From a business and family strategy perspective, early review is preferable for four reasons.
First, settlor autonomy is strongest while the settlor is alive, reachable and capable.
Second, the evidentiary position becomes more difficult where the settlor’s intention must be reconstructed from historical documents.
Third, court involvement may be avoidable where the documents are amended properly and timely.
Fourth, the appointment of an unsuitable information rights holder may generate confidentiality concerns, cost disputes or governance friction that could have been prevented by tailored drafting.
Bergt Law assists trustees, settlors, protectors, beneficiaries, family offices and international advisers with Liechtenstein trust law reviews, trust deed amendments, information rights holder structures, court applications, registration and notification questions, and cross-border fiduciary governance.
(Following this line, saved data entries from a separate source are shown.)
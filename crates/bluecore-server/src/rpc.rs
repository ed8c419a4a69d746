//! Remote-procedure server module
//!
//! In-process service table. Calls are addressed by service name and method
//! name and carry JSON payloads; the transport in front of it is not part of
//! this crate.

use async_trait::async_trait;
use bluecore_domain::error::{Error, Result};
use bluecore_domain::ports::{RpcService, ServiceHost};
use bluecore_infrastructure::module::{Module, ModuleContext};
use dashmap::DashMap;
use dashmap::mapref::entry::Entry;
use serde_json::Value;
use std::sync::Arc;
use std::sync::atomic::{AtomicBool, Ordering};
use tracing::{debug, info, warn};

/// Server that facades register their services on
#[derive(Default)]
pub struct RpcServerModule {
    serving: AtomicBool,
    services: DashMap<String, Arc<dyn RpcService>>,
}

impl RpcServerModule {
    /// Whether the server is between `start` and `stop`
    pub fn is_serving(&self) -> bool {
        self.serving.load(Ordering::Acquire)
    }

    /// Route one call to a hosted service
    pub async fn dispatch(&self, service: &str, method: &str, request: Value) -> Result<Value> {
        if !self.is_serving() {
            return Err(Error::ModuleNotStarted {
                module: "RpcServerModule".to_string(),
            });
        }
        // Clone out of the map so no shard lock is held across the call
        let target = self
            .services
            .get(service)
            .map(|entry| Arc::clone(entry.value()))
            .ok_or_else(|| Error::UnknownService {
                service: service.to_string(),
            })?;

        debug!(service, method, "Dispatching call");
        target.call(method, request).await
    }

    /// Names of the hosted services, sorted
    pub fn services(&self) -> Vec<String> {
        let mut names: Vec<String> = self.services.iter().map(|e| e.key().clone()).collect();
        names.sort();
        names
    }

    /// Methods answered by a hosted service
    pub fn methods(&self, service: &str) -> Result<Vec<String>> {
        self.services
            .get(service)
            .map(|entry| entry.methods().iter().map(|m| (*m).to_string()).collect())
            .ok_or_else(|| Error::UnknownService {
                service: service.to_string(),
            })
    }
}

impl ServiceHost for RpcServerModule {
    fn register(&self, service: Arc<dyn RpcService>) -> Result<()> {
        if !self.is_serving() {
            return Err(Error::lifecycle(format!(
                "cannot register {} on a server that is not started",
                service.name()
            )));
        }
        match self.services.entry(service.name().to_string()) {
            Entry::Occupied(entry) => Err(Error::DuplicateService {
                service: entry.key().clone(),
            }),
            Entry::Vacant(entry) => {
                info!(service = %entry.key(), methods = ?service.methods(), "Service registered");
                entry.insert(service);
                Ok(())
            }
        }
    }

    fn deregister(&self, name: &str) -> Result<Arc<dyn RpcService>> {
        let (_, service) = self
            .services
            .remove(name)
            .ok_or_else(|| Error::UnknownService {
                service: name.to_string(),
            })?;
        info!(service = name, "Service deregistered");
        Ok(service)
    }
}

#[async_trait]
impl Module for RpcServerModule {
    async fn start(&self, _ctx: &ModuleContext<'_>) -> Result<()> {
        self.serving.store(true, Ordering::Release);
        info!("Remote-procedure server serving");
        Ok(())
    }

    async fn stop(&self) -> Result<()> {
        self.serving.store(false, Ordering::Release);
        let leftover = self.services();
        if !leftover.is_empty() {
            warn!(services = ?leftover, "Dropping services still registered at stop");
            self.services.clear();
        }
        info!("Remote-procedure server stopped");
        Ok(())
    }
}
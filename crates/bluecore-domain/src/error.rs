//! Error handling types
//!
//! A single error enum covers the whole stack. Variants fall into four
//! categories (see [`ErrorCategory`]): configuration errors that are fatal to
//! startup, contract violations that a correct program never produces,
//! recoverable conditions the caller may retry, and runtime failures reported
//! by module implementations.

use serde::Serialize;
use thiserror::Error;

/// Result type alias for operations that can fail
pub type Result<T> = std::result::Result<T, Error>;

/// Main error type for bluecore
#[derive(Error, Debug)]
pub enum Error {
    /// The same module type was registered twice
    #[error("Module already registered: {module}")]
    DuplicateModule {
        /// Name of the module type
        module: String,
    },

    /// The dependency graph contains a cycle
    #[error("Cyclic module dependency: {}", .cycle.join(" -> "))]
    CyclicDependency {
        /// Modules forming the cycle, first module repeated at the end
        cycle: Vec<String>,
    },

    /// A module declared a dependency that no factory provides
    #[error("Module {module} depends on {dependency}, which is not registered")]
    MissingDependency {
        /// Declaring module
        module: String,
        /// Declared dependency without a factory
        dependency: String,
    },

    /// A declared dependency was requested before it reached `Started`
    #[error("Module {module} requested {dependency} before it was started")]
    DependencyNotStarted {
        /// Requesting module
        module: String,
        /// Requested dependency
        dependency: String,
    },

    /// A module requested a dependency it never declared
    #[error("Module {module} did not declare a dependency on {dependency}")]
    UndeclaredDependency {
        /// Requesting module
        module: String,
        /// Requested dependency
        dependency: String,
    },

    /// A module was looked up outside of its started window
    #[error("Module not started: {module}")]
    ModuleNotStarted {
        /// Name of the module type
        module: String,
    },

    /// A lifecycle operation was invoked in the wrong state
    #[error("Invalid lifecycle transition: {message}")]
    Lifecycle {
        /// Description of the rejected transition
        message: String,
    },

    /// A facade service was requested before start or after stop
    #[error("Service not started: {service}")]
    ServiceNotStarted {
        /// Name of the facade or service
        service: String,
    },

    /// A service with the same name is already hosted
    #[error("Service already registered: {service}")]
    DuplicateService {
        /// Service name
        service: String,
    },

    /// No hosted service with that name
    #[error("Unknown service: {service}")]
    UnknownService {
        /// Service name
        service: String,
    },

    /// The service does not implement the method
    #[error("Unknown method {method} on service {service}")]
    UnknownMethod {
        /// Service name
        service: String,
        /// Method name
        method: String,
    },

    /// Work was posted to a handler whose worker has exited
    #[error("Handler not running: {handler}")]
    HandlerStopped {
        /// Handler name
        handler: String,
    },

    /// A module's `start` failed; already started modules were unwound
    #[error("Failed to start module {module}: {source}")]
    StartFailed {
        /// Module whose start failed
        module: String,
        /// Underlying failure
        #[source]
        source: Box<Error>,
        /// Stop failures of the modules unwound after the failed start
        unwind: Vec<StopFailure>,
    },

    /// One or more modules reported an error while stopping
    #[error("Shutdown completed with {} failed module(s): {}", .failures.len(), StopFailure::summary(.failures))]
    ShutdownFailed {
        /// Every stop failure, in stop order
        failures: Vec<StopFailure>,
    },

    /// Failure reported by a module implementation
    #[error("Module {module} failed: {message}")]
    Module {
        /// Reporting module
        module: String,
        /// Description of the failure
        message: String,
    },

    /// Invalid argument provided to a function
    #[error("Invalid argument: {message}")]
    InvalidArgument {
        /// Description of the invalid argument
        message: String,
    },

    /// Configuration-related error
    #[error("Configuration error: {message}")]
    Configuration {
        /// Description of the configuration error
        message: String,
        /// Optional source error
        #[source]
        source: Option<Box<dyn std::error::Error + Send + Sync>>,
    },

    /// JSON parsing or serialization error
    #[error("JSON parsing error: {source}")]
    Json {
        /// The underlying JSON error
        #[from]
        source: serde_json::Error,
    },

    /// I/O operation error
    #[error("I/O error: {message}")]
    Io {
        /// Description of the I/O error
        message: String,
        /// Optional source error
        #[source]
        source: Option<Box<dyn std::error::Error + Send + Sync>>,
    },

    /// Internal system error
    #[error("Internal error: {message}")]
    Internal {
        /// Description of the internal error
        message: String,
    },
}

/// A single module's failure during shutdown
#[derive(Debug)]
pub struct StopFailure {
    /// Module whose stop failed
    pub module: String,
    /// Error returned by the module
    pub error: Error,
}

impl StopFailure {
    fn summary(failures: &[StopFailure]) -> String {
        failures
            .iter()
            .map(|f| format!("{} ({})", f.module, f.error))
            .collect::<Vec<_>>()
            .join(", ")
    }
}

/// Coarse classification of an [`Error`]
#[derive(Debug, Clone, Copy, PartialEq, Eq, Serialize)]
pub enum ErrorCategory {
    /// Raised while assembling the module graph; startup must not proceed
    Configuration,
    /// Unreachable in a correct program; treat as an assertion failure
    ContractViolation,
    /// The caller may retry once the lifecycle state allows it
    Recoverable,
    /// Failure reported while running module code
    Runtime,
}

impl Error {
    /// Classify this error
    pub fn category(&self) -> ErrorCategory {
        match self {
            Self::DuplicateModule { .. }
            | Self::CyclicDependency { .. }
            | Self::MissingDependency { .. }
            | Self::Configuration { .. } => ErrorCategory::Configuration,
            Self::DependencyNotStarted { .. }
            | Self::UndeclaredDependency { .. }
            | Self::Lifecycle { .. } => ErrorCategory::ContractViolation,
            Self::ModuleNotStarted { .. }
            | Self::ServiceNotStarted { .. }
            | Self::DuplicateService { .. }
            | Self::UnknownService { .. }
            | Self::UnknownMethod { .. }
            | Self::HandlerStopped { .. }
            | Self::InvalidArgument { .. } => ErrorCategory::Recoverable,
            Self::StartFailed { .. }
            | Self::ShutdownFailed { .. }
            | Self::Module { .. }
            | Self::Json { .. }
            | Self::Io { .. }
            | Self::Internal { .. } => ErrorCategory::Runtime,
        }
    }

    /// Whether the process should refuse to continue startup
    pub fn is_fatal(&self) -> bool {
        matches!(
            self.category(),
            ErrorCategory::Configuration | ErrorCategory::ContractViolation
        )
    }
}

// Module lifecycle error creation methods
impl Error {
    /// Create a lifecycle transition error
    pub fn lifecycle<S: Into<String>>(message: S) -> Self {
        Self::Lifecycle {
            message: message.into(),
        }
    }

    /// Create a module failure error
    pub fn module<M: Into<String>, S: Into<String>>(module: M, message: S) -> Self {
        Self::Module {
            module: module.into(),
            message: message.into(),
        }
    }

    /// Create a service-not-started error
    pub fn service_not_started<S: Into<String>>(service: S) -> Self {
        Self::ServiceNotStarted {
            service: service.into(),
        }
    }

    /// Create a handler-stopped error
    pub fn handler_stopped<S: Into<String>>(handler: S) -> Self {
        Self::HandlerStopped {
            handler: handler.into(),
        }
    }
}

// Basic error creation methods
impl Error {
    /// Create an invalid argument error
    pub fn invalid_argument<S: Into<String>>(message: S) -> Self {
        Self::InvalidArgument {
            message: message.into(),
        }
    }

    /// Create a configuration error
    pub fn configuration<S: Into<String>>(message: S) -> Self {
        Self::Configuration {
            message: message.into(),
            source: None,
        }
    }

    /// Create a configuration error with source
    pub fn configuration_with_source<
        S: Into<String>,
        E: std::error::Error + Send + Sync + 'static,
    >(
        message: S,
        source: E,
    ) -> Self {
        Self::Configuration {
            message: message.into(),
            source: Some(Box::new(source)),
        }
    }

    /// Create an I/O error with source
    pub fn io_with_source<S: Into<String>, E: std::error::Error + Send + Sync + 'static>(
        message: S,
        source: E,
    ) -> Self {
        Self::Io {
            message: message.into(),
            source: Some(Box::new(source)),
        }
    }

    /// Create an internal error
    pub fn internal<S: Into<String>>(message: S) -> Self {
        Self::Internal {
            message: message.into(),
        }
    }
}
For tailored advice in English, international clients may contact Bergt Law through bergt.law/en.
Sources: Report and Motion by the Government to the Parliament of the Principality of Liechtenstein No 17/2025.
Executive Summary:
- Liechtenstein’s trust law reform enters into force on 1 July 2026 and introduces a new statutory governance mechanism for private-benefit trusts.
- Every private-benefit trust must have at least one information rights holder and one successor.
- The information rights holder has broad inspection and information rights, an annual review duty and, where serious concerns arise, notification duties toward the court and, where applicable, the Foundation and Trust Supervisory Authority.
- New trusts established after 1 July 2026 must be drafted with the information rights holder mechanism from inception.
- Existing private-benefit trusts generally have until 31 December 2027 to adapt their documents, appoint eligible beneficiaries or apply for a court-appointed audit firm.
- Existing charitable trusts require separate treatment, with important steps due by 31 December 2026.
- Purpose trusts may require particular attention because beneficiary-based fallback solutions may not be available.
- Trustees should review all Liechtenstein trust structures early, because late implementation may produce avoidable court involvement, governance uncertainty and sanction risk.
- The reform does not abolish Liechtenstein’s flexible trust model. It strengthens its governance architecture and increases its credibility for international wealth, succession and asset protection planning.
The content of this article is intended to provide a general guide to the subject matter. Specialist advice should be sought about your specific circumstances.